'''

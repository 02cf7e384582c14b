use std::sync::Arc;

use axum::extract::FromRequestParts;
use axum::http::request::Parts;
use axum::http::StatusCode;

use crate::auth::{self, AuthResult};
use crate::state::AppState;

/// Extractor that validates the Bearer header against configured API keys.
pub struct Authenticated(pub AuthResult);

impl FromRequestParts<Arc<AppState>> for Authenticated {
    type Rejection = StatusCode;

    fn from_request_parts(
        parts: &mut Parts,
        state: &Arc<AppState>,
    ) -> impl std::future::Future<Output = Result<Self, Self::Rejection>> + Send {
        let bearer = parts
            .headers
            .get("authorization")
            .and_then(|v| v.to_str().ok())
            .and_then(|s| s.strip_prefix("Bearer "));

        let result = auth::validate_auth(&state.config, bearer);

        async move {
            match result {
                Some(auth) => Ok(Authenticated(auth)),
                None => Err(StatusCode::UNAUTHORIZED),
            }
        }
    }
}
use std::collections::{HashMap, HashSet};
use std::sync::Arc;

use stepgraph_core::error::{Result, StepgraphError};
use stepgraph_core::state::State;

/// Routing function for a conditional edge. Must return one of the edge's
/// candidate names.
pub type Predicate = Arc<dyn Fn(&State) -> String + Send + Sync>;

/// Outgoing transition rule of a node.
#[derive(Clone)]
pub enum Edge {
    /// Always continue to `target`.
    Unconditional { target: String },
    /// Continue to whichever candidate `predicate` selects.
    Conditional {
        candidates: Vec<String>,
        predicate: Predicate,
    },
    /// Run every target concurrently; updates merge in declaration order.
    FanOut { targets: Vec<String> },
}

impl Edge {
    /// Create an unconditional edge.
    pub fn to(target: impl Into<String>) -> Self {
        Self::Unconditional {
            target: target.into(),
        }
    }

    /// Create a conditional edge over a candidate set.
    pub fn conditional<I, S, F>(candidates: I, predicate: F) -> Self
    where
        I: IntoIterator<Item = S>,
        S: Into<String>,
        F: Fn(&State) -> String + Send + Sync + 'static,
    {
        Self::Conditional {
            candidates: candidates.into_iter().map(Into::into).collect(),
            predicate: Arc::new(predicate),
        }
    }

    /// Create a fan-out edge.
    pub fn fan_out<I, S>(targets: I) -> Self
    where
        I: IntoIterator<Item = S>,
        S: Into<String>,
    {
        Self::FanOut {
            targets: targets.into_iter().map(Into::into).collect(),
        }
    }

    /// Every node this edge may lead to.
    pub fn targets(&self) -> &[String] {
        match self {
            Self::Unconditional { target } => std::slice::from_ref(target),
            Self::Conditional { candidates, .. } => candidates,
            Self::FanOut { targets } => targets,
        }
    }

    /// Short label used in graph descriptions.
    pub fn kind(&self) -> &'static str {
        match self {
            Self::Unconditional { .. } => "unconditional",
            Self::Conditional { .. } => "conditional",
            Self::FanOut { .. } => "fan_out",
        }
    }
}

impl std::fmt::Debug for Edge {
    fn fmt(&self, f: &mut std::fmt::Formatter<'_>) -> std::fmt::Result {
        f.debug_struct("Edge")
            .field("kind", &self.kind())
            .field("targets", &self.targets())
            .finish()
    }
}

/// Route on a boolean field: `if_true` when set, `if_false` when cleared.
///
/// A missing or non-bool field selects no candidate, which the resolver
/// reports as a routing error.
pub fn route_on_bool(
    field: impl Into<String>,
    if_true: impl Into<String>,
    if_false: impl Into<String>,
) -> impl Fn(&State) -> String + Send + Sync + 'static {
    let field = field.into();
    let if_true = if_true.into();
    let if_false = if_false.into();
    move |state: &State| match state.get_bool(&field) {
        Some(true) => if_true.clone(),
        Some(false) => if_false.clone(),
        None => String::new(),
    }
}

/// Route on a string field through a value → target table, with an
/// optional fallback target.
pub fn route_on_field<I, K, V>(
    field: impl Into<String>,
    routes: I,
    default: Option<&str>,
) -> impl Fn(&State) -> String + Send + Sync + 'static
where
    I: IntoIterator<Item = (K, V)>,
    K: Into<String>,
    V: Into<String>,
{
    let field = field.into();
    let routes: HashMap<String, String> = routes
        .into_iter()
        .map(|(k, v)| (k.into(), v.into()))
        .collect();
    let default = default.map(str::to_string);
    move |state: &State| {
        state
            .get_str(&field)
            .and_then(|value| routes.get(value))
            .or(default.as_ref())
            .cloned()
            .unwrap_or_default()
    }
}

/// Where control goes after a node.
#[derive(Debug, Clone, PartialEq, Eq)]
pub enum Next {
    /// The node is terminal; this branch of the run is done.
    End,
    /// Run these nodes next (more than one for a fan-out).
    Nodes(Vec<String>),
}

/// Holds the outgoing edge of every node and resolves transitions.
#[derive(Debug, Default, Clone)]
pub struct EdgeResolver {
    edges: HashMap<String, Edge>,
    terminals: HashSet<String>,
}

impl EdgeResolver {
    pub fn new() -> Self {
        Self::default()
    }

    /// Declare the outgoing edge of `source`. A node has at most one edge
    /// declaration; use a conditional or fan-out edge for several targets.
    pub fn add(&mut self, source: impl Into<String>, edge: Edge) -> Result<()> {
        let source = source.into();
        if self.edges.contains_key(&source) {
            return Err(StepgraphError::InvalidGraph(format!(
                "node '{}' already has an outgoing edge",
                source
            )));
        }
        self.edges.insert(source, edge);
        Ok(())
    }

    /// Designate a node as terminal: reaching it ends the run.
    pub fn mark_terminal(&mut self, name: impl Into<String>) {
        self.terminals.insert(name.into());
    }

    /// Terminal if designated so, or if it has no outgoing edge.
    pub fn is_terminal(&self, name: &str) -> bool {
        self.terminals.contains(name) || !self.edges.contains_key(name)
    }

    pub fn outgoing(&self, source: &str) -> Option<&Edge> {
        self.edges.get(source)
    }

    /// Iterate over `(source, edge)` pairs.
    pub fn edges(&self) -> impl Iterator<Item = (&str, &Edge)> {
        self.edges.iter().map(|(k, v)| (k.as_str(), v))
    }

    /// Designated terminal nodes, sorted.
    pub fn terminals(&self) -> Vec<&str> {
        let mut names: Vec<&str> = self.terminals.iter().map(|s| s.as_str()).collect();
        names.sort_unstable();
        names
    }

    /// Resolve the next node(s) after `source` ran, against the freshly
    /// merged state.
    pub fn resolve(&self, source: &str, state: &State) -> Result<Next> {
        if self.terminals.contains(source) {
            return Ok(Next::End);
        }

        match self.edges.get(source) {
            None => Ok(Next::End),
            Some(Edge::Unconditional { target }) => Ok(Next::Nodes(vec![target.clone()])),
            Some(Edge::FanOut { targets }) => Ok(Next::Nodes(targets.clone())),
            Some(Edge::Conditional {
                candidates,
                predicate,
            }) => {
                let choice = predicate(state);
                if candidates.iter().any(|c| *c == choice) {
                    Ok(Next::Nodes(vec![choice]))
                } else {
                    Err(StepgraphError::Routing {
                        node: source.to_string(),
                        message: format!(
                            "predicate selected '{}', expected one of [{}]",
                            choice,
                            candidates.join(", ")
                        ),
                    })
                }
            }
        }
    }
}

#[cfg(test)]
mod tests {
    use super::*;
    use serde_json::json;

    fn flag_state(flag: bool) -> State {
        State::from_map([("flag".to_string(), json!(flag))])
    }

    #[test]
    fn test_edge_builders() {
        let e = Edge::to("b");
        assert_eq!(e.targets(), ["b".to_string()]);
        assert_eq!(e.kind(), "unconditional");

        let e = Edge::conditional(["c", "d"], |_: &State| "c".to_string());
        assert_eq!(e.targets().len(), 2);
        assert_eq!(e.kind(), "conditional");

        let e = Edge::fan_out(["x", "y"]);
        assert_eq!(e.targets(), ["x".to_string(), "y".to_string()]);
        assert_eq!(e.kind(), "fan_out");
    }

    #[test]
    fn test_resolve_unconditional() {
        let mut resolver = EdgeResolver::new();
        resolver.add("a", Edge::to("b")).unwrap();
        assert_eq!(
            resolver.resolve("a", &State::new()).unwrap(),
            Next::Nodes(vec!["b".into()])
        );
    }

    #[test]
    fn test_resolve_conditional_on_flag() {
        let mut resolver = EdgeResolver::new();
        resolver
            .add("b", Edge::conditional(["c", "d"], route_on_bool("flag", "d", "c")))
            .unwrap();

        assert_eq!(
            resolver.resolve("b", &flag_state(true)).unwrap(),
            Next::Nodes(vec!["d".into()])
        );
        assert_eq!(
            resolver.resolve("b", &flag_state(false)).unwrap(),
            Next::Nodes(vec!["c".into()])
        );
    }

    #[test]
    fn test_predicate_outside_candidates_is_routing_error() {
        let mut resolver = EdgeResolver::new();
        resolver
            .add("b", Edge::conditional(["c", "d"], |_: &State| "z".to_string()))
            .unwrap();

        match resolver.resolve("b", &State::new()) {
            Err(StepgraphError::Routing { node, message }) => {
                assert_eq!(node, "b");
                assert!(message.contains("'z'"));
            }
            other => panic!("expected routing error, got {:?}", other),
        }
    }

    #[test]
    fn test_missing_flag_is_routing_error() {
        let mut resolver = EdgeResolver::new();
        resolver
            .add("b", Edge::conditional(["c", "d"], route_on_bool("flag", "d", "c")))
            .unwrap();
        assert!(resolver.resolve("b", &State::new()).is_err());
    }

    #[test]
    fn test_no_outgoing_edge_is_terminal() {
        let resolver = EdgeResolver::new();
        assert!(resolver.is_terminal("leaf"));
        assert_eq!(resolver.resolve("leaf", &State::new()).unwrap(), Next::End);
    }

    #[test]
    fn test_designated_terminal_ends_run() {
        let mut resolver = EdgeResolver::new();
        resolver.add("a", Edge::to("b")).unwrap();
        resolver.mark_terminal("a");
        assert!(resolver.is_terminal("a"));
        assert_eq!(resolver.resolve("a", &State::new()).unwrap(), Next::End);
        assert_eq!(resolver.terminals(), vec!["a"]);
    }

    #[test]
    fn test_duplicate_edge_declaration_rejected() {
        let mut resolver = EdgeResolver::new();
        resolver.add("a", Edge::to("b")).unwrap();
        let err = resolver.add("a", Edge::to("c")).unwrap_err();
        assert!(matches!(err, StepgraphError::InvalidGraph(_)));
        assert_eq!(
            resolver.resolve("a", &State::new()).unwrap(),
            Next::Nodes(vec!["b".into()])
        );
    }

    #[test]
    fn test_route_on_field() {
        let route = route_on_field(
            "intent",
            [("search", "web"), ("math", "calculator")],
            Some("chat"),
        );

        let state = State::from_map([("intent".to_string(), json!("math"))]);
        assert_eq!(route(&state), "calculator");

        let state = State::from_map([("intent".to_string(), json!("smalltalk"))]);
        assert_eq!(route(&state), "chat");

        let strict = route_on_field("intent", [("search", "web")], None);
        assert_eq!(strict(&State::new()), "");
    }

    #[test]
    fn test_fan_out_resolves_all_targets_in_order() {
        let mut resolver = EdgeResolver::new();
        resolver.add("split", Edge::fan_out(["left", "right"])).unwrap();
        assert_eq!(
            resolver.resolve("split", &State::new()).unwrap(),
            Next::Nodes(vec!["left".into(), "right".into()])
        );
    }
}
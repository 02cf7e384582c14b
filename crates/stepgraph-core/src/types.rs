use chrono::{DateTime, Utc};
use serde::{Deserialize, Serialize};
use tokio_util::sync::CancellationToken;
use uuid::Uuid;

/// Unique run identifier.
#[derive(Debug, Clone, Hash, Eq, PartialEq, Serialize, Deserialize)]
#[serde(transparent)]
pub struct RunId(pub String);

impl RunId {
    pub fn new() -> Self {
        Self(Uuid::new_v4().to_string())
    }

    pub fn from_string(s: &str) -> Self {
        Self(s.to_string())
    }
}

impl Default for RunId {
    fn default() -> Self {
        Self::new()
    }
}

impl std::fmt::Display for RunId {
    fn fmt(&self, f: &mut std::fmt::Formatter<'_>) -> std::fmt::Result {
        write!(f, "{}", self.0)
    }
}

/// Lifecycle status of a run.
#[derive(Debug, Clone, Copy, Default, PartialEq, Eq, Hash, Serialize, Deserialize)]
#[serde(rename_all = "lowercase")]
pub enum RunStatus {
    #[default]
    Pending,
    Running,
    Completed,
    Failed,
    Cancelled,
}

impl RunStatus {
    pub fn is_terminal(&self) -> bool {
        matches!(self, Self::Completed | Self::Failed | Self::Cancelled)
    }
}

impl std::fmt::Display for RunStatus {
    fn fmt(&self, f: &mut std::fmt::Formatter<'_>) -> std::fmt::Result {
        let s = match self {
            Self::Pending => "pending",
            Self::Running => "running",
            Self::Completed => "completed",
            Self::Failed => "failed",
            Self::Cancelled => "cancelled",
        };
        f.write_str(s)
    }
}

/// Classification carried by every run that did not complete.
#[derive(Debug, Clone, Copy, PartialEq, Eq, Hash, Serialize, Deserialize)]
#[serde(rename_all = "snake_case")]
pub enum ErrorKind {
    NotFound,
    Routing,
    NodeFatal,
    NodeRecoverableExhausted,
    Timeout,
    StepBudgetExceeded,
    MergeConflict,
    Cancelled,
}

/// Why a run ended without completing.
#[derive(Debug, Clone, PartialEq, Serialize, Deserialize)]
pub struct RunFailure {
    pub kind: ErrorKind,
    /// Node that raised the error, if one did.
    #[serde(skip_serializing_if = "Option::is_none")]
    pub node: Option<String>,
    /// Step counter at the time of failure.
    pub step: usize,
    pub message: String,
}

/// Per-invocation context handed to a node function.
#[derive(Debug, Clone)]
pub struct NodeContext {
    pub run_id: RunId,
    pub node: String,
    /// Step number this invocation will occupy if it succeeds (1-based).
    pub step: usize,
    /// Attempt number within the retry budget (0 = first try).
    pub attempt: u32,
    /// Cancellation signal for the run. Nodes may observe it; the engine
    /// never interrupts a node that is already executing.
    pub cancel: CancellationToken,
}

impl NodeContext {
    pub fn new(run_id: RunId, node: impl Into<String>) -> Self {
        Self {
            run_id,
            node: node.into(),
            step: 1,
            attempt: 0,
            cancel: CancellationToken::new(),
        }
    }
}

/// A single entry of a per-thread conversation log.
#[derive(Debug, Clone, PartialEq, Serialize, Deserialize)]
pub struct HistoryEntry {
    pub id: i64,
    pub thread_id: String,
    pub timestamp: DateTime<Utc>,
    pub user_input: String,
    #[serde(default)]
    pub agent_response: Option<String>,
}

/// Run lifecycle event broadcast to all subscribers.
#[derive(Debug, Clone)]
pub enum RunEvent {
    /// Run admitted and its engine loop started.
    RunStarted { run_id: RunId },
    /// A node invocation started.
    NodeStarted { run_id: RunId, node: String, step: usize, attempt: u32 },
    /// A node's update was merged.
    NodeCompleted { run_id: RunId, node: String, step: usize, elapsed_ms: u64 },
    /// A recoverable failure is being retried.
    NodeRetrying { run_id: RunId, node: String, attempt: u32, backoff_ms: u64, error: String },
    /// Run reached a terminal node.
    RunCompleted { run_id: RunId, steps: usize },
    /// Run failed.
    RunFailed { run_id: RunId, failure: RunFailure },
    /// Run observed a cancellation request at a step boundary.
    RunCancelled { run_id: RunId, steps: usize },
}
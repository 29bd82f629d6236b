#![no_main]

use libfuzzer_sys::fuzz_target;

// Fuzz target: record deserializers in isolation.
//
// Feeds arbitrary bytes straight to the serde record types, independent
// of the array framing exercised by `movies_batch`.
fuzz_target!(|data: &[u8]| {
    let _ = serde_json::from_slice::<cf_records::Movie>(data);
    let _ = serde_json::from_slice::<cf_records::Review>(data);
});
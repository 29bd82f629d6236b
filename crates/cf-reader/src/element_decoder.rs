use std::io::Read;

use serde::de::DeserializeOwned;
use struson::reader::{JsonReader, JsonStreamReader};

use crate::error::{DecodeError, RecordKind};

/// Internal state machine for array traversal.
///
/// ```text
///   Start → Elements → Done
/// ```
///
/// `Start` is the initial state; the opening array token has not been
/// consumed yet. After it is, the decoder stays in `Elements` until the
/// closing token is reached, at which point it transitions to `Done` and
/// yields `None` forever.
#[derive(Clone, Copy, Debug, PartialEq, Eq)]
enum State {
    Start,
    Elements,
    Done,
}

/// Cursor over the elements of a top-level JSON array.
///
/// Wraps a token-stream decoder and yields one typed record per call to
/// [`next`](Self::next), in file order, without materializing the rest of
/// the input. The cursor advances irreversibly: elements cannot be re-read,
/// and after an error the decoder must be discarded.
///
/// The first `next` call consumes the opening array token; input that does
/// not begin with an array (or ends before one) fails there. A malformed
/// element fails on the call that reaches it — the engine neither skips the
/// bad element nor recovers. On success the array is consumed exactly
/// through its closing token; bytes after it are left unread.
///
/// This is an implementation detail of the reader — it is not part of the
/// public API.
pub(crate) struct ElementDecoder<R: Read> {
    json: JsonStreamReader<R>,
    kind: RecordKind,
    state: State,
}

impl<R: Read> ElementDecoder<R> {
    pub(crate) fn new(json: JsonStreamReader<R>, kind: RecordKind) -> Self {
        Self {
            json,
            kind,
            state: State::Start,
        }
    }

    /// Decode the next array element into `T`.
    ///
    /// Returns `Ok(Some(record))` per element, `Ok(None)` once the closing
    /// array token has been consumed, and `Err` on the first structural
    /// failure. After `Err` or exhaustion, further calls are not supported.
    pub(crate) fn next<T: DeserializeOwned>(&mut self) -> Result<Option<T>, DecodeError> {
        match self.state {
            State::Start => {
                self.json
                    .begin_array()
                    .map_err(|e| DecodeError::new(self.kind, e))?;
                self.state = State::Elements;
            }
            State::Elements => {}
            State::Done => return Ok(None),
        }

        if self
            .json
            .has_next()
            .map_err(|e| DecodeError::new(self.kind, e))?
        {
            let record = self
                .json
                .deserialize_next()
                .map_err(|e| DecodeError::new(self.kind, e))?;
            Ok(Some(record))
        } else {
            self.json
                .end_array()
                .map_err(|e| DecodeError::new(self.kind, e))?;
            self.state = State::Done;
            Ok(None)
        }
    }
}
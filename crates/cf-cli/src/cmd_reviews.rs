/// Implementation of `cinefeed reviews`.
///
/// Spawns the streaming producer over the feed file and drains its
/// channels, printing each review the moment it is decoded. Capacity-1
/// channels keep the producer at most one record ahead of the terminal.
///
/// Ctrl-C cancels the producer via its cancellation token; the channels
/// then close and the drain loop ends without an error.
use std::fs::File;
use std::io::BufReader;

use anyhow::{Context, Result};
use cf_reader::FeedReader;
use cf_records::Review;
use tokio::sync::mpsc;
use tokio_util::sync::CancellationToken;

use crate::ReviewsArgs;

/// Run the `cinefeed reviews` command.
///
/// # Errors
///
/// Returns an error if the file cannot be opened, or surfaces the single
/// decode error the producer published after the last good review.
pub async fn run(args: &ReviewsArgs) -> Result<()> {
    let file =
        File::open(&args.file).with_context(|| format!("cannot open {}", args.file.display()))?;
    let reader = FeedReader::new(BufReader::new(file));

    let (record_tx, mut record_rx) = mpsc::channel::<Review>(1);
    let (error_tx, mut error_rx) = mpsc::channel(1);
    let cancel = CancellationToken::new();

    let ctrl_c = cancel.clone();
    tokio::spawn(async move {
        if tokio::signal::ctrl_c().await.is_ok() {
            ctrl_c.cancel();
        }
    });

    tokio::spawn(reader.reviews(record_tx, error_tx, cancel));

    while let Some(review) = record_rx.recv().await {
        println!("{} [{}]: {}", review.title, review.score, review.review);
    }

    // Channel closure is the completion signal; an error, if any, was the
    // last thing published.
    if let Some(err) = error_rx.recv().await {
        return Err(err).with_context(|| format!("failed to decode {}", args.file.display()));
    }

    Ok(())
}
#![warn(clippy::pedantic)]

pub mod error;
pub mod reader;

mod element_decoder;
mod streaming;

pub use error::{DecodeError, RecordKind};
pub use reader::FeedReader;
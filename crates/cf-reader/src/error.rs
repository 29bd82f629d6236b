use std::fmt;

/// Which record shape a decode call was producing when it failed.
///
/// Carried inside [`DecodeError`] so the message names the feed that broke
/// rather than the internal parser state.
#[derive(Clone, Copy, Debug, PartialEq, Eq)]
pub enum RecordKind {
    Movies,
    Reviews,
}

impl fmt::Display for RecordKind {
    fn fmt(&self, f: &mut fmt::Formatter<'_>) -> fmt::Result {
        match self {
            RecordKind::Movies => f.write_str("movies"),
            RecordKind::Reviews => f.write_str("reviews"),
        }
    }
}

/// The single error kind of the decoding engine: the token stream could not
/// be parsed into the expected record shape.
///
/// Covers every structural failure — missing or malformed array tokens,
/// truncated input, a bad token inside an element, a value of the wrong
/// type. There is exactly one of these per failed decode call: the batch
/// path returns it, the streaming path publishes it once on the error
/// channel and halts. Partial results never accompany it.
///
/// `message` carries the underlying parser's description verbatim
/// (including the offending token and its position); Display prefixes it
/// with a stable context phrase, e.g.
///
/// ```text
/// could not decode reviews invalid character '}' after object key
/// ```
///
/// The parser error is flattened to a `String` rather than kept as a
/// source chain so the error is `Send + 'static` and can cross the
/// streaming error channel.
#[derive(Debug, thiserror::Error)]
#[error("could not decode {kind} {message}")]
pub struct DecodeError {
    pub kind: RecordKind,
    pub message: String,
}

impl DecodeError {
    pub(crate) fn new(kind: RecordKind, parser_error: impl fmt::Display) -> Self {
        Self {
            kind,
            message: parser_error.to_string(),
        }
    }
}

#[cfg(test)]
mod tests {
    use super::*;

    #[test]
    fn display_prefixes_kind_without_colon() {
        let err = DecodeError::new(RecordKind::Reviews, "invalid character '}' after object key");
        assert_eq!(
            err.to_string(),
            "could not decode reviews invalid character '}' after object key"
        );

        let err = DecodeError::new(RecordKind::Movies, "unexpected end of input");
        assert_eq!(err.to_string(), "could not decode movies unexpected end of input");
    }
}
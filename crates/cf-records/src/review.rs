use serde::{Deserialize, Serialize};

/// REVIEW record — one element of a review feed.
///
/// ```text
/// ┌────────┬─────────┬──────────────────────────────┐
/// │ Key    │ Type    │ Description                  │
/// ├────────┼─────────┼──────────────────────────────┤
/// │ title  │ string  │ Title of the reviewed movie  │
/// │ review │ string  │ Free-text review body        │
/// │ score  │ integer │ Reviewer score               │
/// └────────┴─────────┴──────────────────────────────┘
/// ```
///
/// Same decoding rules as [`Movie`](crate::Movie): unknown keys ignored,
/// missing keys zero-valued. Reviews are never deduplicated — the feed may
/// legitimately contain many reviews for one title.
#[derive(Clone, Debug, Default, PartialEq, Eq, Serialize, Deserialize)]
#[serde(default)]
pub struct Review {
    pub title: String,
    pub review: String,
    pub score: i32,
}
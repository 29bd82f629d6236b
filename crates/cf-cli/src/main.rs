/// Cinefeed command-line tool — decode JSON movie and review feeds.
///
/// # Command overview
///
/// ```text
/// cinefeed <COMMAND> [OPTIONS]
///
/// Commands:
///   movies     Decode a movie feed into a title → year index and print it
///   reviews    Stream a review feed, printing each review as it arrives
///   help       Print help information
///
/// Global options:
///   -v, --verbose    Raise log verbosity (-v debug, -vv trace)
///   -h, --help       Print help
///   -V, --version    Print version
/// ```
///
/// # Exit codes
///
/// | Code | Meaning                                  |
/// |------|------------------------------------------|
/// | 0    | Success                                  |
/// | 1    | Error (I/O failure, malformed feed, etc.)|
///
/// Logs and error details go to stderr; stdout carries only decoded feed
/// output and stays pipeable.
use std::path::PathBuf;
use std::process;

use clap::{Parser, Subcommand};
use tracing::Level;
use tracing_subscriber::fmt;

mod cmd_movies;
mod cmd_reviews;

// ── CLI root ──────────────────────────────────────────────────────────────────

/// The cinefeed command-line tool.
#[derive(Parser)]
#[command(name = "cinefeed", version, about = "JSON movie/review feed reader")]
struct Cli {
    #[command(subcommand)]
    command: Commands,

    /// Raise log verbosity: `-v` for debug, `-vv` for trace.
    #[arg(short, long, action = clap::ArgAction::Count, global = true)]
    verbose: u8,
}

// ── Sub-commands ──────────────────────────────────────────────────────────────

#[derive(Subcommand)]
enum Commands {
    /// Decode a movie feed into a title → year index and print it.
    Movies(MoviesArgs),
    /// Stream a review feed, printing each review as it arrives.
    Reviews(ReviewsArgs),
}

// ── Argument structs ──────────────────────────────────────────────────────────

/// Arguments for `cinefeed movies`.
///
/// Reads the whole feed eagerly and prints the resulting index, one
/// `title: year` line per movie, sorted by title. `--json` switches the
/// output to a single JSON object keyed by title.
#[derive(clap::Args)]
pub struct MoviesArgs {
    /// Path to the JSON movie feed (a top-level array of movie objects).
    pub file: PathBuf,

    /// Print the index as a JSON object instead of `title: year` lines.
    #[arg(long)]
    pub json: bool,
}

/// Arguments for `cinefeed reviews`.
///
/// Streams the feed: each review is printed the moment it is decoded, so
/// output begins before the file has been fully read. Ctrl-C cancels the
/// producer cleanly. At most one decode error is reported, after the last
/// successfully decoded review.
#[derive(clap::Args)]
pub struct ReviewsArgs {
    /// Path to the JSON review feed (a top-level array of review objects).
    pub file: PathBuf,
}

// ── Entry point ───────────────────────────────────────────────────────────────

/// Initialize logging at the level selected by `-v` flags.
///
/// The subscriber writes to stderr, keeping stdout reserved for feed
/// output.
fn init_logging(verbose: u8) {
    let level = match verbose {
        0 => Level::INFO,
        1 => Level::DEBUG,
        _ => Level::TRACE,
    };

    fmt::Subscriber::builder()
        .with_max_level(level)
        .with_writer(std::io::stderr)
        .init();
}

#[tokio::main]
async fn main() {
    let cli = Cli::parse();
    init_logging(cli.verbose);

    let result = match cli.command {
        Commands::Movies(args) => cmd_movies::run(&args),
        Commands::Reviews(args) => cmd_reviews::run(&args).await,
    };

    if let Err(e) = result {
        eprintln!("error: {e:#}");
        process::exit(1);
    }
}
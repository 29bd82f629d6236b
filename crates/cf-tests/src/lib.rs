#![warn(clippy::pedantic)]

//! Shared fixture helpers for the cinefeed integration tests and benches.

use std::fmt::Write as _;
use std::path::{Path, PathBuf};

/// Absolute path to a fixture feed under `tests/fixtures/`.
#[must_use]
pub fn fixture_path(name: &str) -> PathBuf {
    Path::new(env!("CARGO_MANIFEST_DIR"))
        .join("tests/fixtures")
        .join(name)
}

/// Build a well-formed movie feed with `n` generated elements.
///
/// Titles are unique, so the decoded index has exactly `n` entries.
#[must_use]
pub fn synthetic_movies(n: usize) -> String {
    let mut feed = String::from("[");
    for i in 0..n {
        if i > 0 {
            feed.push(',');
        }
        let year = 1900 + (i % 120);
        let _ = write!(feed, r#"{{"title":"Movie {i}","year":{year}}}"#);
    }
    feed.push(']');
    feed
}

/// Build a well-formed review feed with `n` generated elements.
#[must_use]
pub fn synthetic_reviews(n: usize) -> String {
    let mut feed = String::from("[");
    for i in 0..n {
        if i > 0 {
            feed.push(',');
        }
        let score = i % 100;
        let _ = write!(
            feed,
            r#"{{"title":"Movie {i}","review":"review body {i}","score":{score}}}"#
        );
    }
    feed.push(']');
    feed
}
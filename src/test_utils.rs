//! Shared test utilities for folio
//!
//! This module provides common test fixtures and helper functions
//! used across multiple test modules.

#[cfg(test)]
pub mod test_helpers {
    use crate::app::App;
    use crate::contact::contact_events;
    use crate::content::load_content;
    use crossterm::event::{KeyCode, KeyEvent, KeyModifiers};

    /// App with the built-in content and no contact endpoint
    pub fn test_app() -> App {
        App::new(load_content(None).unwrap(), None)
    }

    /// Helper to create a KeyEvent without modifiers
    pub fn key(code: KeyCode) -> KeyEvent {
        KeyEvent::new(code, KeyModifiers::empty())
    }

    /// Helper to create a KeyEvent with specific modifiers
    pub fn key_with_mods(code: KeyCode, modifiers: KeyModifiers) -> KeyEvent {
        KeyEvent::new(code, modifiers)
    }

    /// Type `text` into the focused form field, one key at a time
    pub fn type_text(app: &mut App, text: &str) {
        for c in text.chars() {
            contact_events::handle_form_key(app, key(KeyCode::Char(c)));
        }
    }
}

'''

→ What the task asks:
If a line of the data holds the string "insert", list it.

→ Response area:
        self.edges.insert(source, edge);
        self.terminals.insert(name.into());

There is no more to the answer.